The bot is powered by Remoteli.io, a site that aggregates remote job opportunities and describes itself as “an OpenAI-powered bot that helps you discover remote jobs that let you work from anywhere.” Normally he would reply to tweets addressed to him with general statements about the positives of remote work. After the exploit went viral and hundreds of people tried the exploit for themselves, the bot was shut down late yesterday.
This latest hack came just four days after data scientist Riley Goodside discovered the ability to trigger GPT-3 with “malicious inputs” that command the model to ignore its previous directions and do something else instead. AI researcher Simon Willison posted a summary of the exploit on his blog the next day, coining the term “rapid injection” to describe it.

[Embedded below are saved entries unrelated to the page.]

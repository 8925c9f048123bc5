//! The precedence record threaded through expression parsing.

/// Controls which operators the expression parser may consume at the
/// current position. The statement parser narrows these flags at grammar
/// positions where an operator would be ambiguous (`in` inside a `for`
/// head, commas in parameter lists, ...).
#[derive(Debug, Clone, Copy)]
pub struct Precedence {
    /// Allow the comma (sequence) operator.
    pub commas: bool,
    /// Allow the `in` operator. False inside `for` loop initializers,
    /// where `in` separates the loop target from the iterated object.
    pub in_operator: bool,
    /// Allow binary operators and assignment at this level. Disabled when
    /// parsing the operand of a unary operator.
    pub binary_operators: bool,
    /// Allow `?:`.
    pub conditional_operator: bool,
    /// Whether a `{` directly after `=>` is the arrow's body. False in
    /// positions where the brace belongs to an enclosing statement.
    pub trailing_curly_is_arrow_body: bool,
    /// Allow a TypeScript `: Type` annotation after a binding-shaped
    /// expression (parameter lists and parenthesized arrow parameters).
    pub colon_type_annotation: bool,
}

impl Default for Precedence {
    fn default() -> Self {
        Self {
            commas: true,
            in_operator: true,
            binary_operators: true,
            conditional_operator: true,
            trailing_curly_is_arrow_body: true,
            colon_type_annotation: false,
        }
    }
}
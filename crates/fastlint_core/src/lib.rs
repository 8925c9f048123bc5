//! fastlint_core: Core utilities for the fastlint JavaScript/TypeScript linter.
//!
//! Provides source spans and string interning used throughout the
//! lexer/parser pipeline.

pub mod intern;
pub mod text;

// Re-export commonly used types
pub use intern::{Name, StringInterner};
pub use text::{Span, TextPos};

“The exploit is present any time someone writes a piece of software that works by providing a coded set of quick instructions and then adds input provided by a user,” Willison told Ars. “This is because the user might say ‘Ignore previous instructions and (do this instead).'”

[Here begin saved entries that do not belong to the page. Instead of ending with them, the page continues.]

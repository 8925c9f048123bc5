//! Visitor-stream invariants.
//!
//! These tests check the properties the event stream guarantees to
//! consumers: scope enter/exit balance on all inputs, evaluation-order
//! event emission, deterministic reparsing, and cooperative depth-limit
//! unwinding.

use bumpalo::Bump;
use fastlint_ast::{BufferingVisitor, VisitorEvent};
use fastlint_parser::{Parser, ParserOptions};

fn parse_events(source: &str, options: ParserOptions) -> (Vec<VisitorEvent>, Vec<&'static str>) {
    let arena = Bump::new();
    let mut parser = Parser::new(&arena, source, options);
    let mut visitor = BufferingVisitor::new();
    parser.parse_and_visit_module(&mut visitor);
    let diags = parser.take_diagnostics();
    let diag_names = diags.diagnostics().iter().map(|d| d.name()).collect();
    (visitor.into_events(), diag_names)
}

/// Each enter event's matching exit, for the balance checker.
fn scope_delta(event: &VisitorEvent) -> Option<(&'static str, i32)> {
    use VisitorEvent::*;
    Some(match event {
        EnterBlockScope => ("block", 1),
        ExitBlockScope => ("block", -1),
        EnterClassScope => ("class", 1),
        ExitClassScope => ("class", -1),
        EnterEnumScope => ("enum", 1),
        ExitEnumScope => ("enum", -1),
        EnterForScope => ("for", 1),
        ExitForScope => ("for", -1),
        EnterFunctionScope => ("function", 1),
        ExitFunctionScope => ("function", -1),
        EnterIndexSignatureScope => ("index signature", 1),
        ExitIndexSignatureScope => ("index signature", -1),
        EnterInterfaceScope => ("interface", 1),
        ExitInterfaceScope => ("interface", -1),
        EnterNamedFunctionScope { .. } => ("named function", 1),
        ExitNamedFunctionScope => ("named function", -1),
        EnterTypeAliasScope => ("type alias", 1),
        ExitTypeAliasScope => ("type alias", -1),
        EnterWithScope => ("with", 1),
        ExitWithScope => ("with", -1),
        _ => return None,
    })
}

/// Assert every scope enter has a matching exit at the correct nesting
/// depth, and that the stream ends with exactly one end-of-module.
fn assert_scopes_balanced(events: &[VisitorEvent]) {
    let mut stack: Vec<&'static str> = Vec::new();
    for event in events {
        if let Some((name, delta)) = scope_delta(event) {
            if delta > 0 {
                stack.push(name);
            } else {
                let top = stack.pop();
                assert_eq!(top, Some(name), "mismatched scope exit: {:?}", event);
            }
        }
    }
    assert!(stack.is_empty(), "unclosed scopes: {:?}", stack);
    assert_eq!(
        events.last(),
        Some(&VisitorEvent::EndOfModule),
        "missing end-of-module event"
    );
    let end_count = events
        .iter()
        .filter(|e| matches!(e, VisitorEvent::EndOfModule))
        .count();
    assert_eq!(end_count, 1);
}

// ============================================================================
// Scope balance
// ============================================================================

const MALFORMED_SOURCES: &[&str] = &[
    "",
    "{",
    "}",
    "{{{}",
    "function f( {",
    "function () {",
    "class C extends {",
    "class {",
    "if (x {",
    "for (let x of) {}",
    "for (;;",
    "try {",
    "try {} catch (",
    "switch (x) {",
    "switch (x) { case",
    "let x = ;",
    "let 42;",
    "import {a from 'm';",
    "export {",
    "interface I { m( }",
    "enum E { = }",
    "do do do x; while(y); while(z);",
    "`unterminated ${ expr",
    "((((((((((",
    "a ? b :",
    "x = { y: function() {",
    "*",
    "type T = ;",
    "with (o)",
    "label: label2:",
];

#[test]
fn test_scopes_balance_on_malformed_inputs() {
    for source in MALFORMED_SOURCES {
        for typescript in [false, true] {
            let (events, _) = parse_events(
                source,
                ParserOptions {
                    typescript,
                    jsx: false,
                },
            );
            assert_scopes_balanced(&events);
        }
    }
}

#[test]
fn test_scopes_balance_on_well_formed_input() {
    let source = r#"
        import {readFile} from "fs";
        let cache = new Map();
        async function load(name) {
            if (cache.has(name)) return cache.get(name);
            try {
                const data = await readFile(name);
                cache.set(name, data);
                return data;
            } catch (error) {
                for (const listener of listeners) listener(error);
                throw error;
            }
        }
        class Loader {
            constructor(base) { this.base = base; }
            load(name) { return load(this.base + name); }
        }
        export { Loader };
    "#;
    let (events, diags) = parse_events(source, ParserOptions::default());
    assert_scopes_balanced(&events);
    assert!(diags.is_empty(), "unexpected diagnostics: {:?}", diags);
}

// ============================================================================
// Depth limit
// ============================================================================

#[test]
fn test_depth_limit_on_nested_blocks() {
    let mut source = String::new();
    for _ in 0..300 {
        source.push('{');
    }
    for _ in 0..300 {
        source.push('}');
    }
    let (events, diags) = parse_events(&source, ParserOptions::default());
    assert!(diags.contains(&"DepthLimitExceeded"));
    assert_scopes_balanced(&events);
}

#[test]
fn test_depth_limit_on_nested_parens() {
    let mut source = String::new();
    for _ in 0..300 {
        source.push('(');
    }
    source.push('x');
    for _ in 0..300 {
        source.push(')');
    }
    source.push(';');
    let (events, diags) = parse_events(&source, ParserOptions::default());
    assert!(diags.contains(&"DepthLimitExceeded"));
    assert_scopes_balanced(&events);
}

#[test]
fn test_no_depth_diagnostic_under_the_limit() {
    let mut source = String::new();
    for _ in 0..20 {
        source.push('{');
    }
    for _ in 0..20 {
        source.push('}');
    }
    let (events, diags) = parse_events(&source, ParserOptions::default());
    assert!(diags.is_empty());
    assert_scopes_balanced(&events);
}

// ============================================================================
// Idempotence
// ============================================================================

#[test]
fn test_reparsing_is_deterministic() {
    let sources = [
        "let x = 1; function f(a) { return a + x; }",
        "for (var x = a in b) {}",
        "let 42; { x); } else",
        "class C { m() { `t${u}`; } }",
    ];
    for source in sources {
        let first = parse_events(source, ParserOptions::default());
        let second = parse_events(source, ParserOptions::default());
        assert_eq!(first.0, second.0, "source: {}", source);
        assert_eq!(first.1, second.1, "source: {}", source);
    }
}

// ============================================================================
// Evaluation-order laws
// ============================================================================

#[test]
fn test_for_var_in_buffers_initializer_before_iterable() {
    use VisitorEvent::*;
    let (events, diags) = parse_events("for (var x = a in b) {}", ParserOptions::default());
    assert!(diags.is_empty());
    let significant: Vec<&VisitorEvent> = events
        .iter()
        .filter(|e| {
            matches!(
                e,
                VariableUse { .. } | VariableDeclaration { .. } | EnterBlockScope | ExitBlockScope
            )
        })
        .collect();
    // use(a), declare(x), use(b), then the body.
    assert!(matches!(significant[0], VariableUse { .. }));
    assert!(matches!(significant[1], VariableDeclaration { .. }));
    assert!(matches!(significant[2], VariableUse { .. }));
    assert!(matches!(significant[3], EnterBlockScope));
    assert!(matches!(significant[4], ExitBlockScope));
}

#[test]
fn test_for_let_in_evaluates_iterable_before_declaration() {
    use VisitorEvent::*;
    let (events, diags) = parse_events("for (let x in b) {}", ParserOptions::default());
    assert!(diags.is_empty());
    let use_index = events
        .iter()
        .position(|e| matches!(e, VariableUse { .. }))
        .expect("missing use event");
    let declare_index = events
        .iter()
        .position(|e| matches!(e, VariableDeclaration { .. }))
        .expect("missing declaration event");
    assert!(use_index < declare_index);
}

#[test]
fn test_default_value_is_evaluated_before_binding() {
    use VisitorEvent::*;
    // In `let {a = b} = c;` the events run use(c), use(b), declare(a).
    let (events, diags) = parse_events("let {a = b} = c;", ParserOptions::default());
    assert!(diags.is_empty());
    let positions: Vec<usize> = events
        .iter()
        .enumerate()
        .filter_map(|(i, e)| {
            matches!(e, VariableUse { .. } | VariableDeclaration { .. }).then_some(i)
        })
        .collect();
    assert_eq!(positions.len(), 3);
    assert!(matches!(events[positions[0]], VariableUse { .. })); // c
    assert!(matches!(events[positions[1]], VariableUse { .. })); // b
    assert!(matches!(events[positions[2]], VariableDeclaration { .. })); // a
}

// ============================================================================
// Buffering re-export behavior
// ============================================================================

#[test]
fn test_local_export_flushes_buffered_uses() {
    use VisitorEvent::*;
    let (events, _) = parse_events("export {a, b};", ParserOptions::default());
    let exports = events
        .iter()
        .filter(|e| matches!(e, VariableExportUse { .. }))
        .count();
    assert_eq!(exports, 2);
}

#[test]
fn test_reexport_discards_buffered_uses() {
    use VisitorEvent::*;
    let (events, _) = parse_events(r#"export {a, b} from "m";"#, ParserOptions::default());
    assert!(events
        .iter()
        .all(|e| !matches!(e, VariableExportUse { .. } | VariableUse { .. })));
}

The concept of an injection attack is not new. Security researchers have known about SQL injection, for example, which can execute a malicious SQL statement when requesting data from the user if not protected. But Willison expressed concern about mitigating instant injection attacks, writing, “I know how to defeat XSS, and SQL injection, and so many other exploits. I have no idea how to reliably defeat rapid injection!”

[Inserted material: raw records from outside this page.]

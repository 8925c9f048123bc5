use bumpalo::Bump;
use criterion::{black_box, criterion_group, criterion_main, Criterion};
use fastlint_ast::NullVisitor;
use fastlint_parser::{Parser, ParserOptions};

// A medium-size TypeScript source with various constructs.
const TYPESCRIPT_SOURCE: &str = r#"
interface User {
    id: number;
    name: string;
    email: string;
    preferences: UserPreferences;
}

interface UserPreferences {
    theme: string;
    notifications: boolean;
}

type UserID = number;

class UserService {
    users;
    nextId;

    constructor() {
        this.users = new Map();
        this.nextId = 1;
    }

    createUser(name: string, email: string): User {
        const user = {
            id: this.nextId++,
            name,
            email,
            preferences: {
                theme: 'light',
                notifications: true
            }
        };
        this.users.set(user.id, user);
        return user;
    }

    getUserById(id: UserID) {
        return this.users.get(id);
    }

    deleteUser(id: UserID) {
        return this.users.delete(id);
    }
}

function filterUsers<T>(users: T[], predicate: (user: T) => boolean): T[] {
    return users.filter(predicate);
}

async function fetchUserData(id: UserID) {
    const service = new UserService();
    return service.getUserById(id) || null;
}

const processUsers = (users: User[]): number => {
    return users.reduce((count, user) => {
        if (user.age && user.age > 18) {
            return count + 1;
        }
        return count;
    }, 0);
};

for (let i = 0; i < 100; ++i) {
    processUsers([]);
}

export { UserService };
export default processUsers;
"#;

fn bench_parse_typescript(c: &mut Criterion) {
    c.bench_function("parse_typescript_medium", |b| {
        b.iter(|| {
            let arena = Bump::new();
            let mut parser = Parser::new(
                &arena,
                black_box(TYPESCRIPT_SOURCE),
                ParserOptions {
                    typescript: true,
                    jsx: false,
                },
            );
            let mut visitor = NullVisitor;
            parser.parse_and_visit_module(&mut visitor);
            black_box(parser.take_diagnostics());
        });
    });
}

criterion_group!(benches, bench_parse_typescript);
criterion_main!(benches);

The difficulty in defending against immediate injection comes from the fact that mitigations for other types of injection attacks come from fixing syntax errors. pointed out a researcher named Glyph on Twitter. “Ccorrect the syntax and you have fixed the error. Immediate injection is not a mistake! There is no formal syntax for AI like this, that’s the whole point.“
GPT-3 is a large language model created by OpenAI, released in 2020, that can compose text in many styles at a human-like level. It is available as a commercial product through an API that can be integrated into third-party products such as bots, with the approval of OpenAI. This means that there may be many products injected with GPT-3 that may be vulnerable to immediate injection.
“At this point I’d be very surprised if there were any [GPT-3] bots that were NOT vulnerable to this in some wayWillison said.
But unlike an SQL injection, a quick injection can mostly make the bot (or the company behind it) look stupid rather than threaten data security. “How harmful the exploit is varies,” Willison said. “If the only person who’s going to see the output of the tool is the person using it, then it probably doesn’t matter. They might embarrass your company by sharing a screenshot, but it’s unlikely to cause any harm beyond that.”
However, instant injection is an important new risk to keep in mind for people developing GPT-3 bots as it can be exploited in unforeseen ways in the future.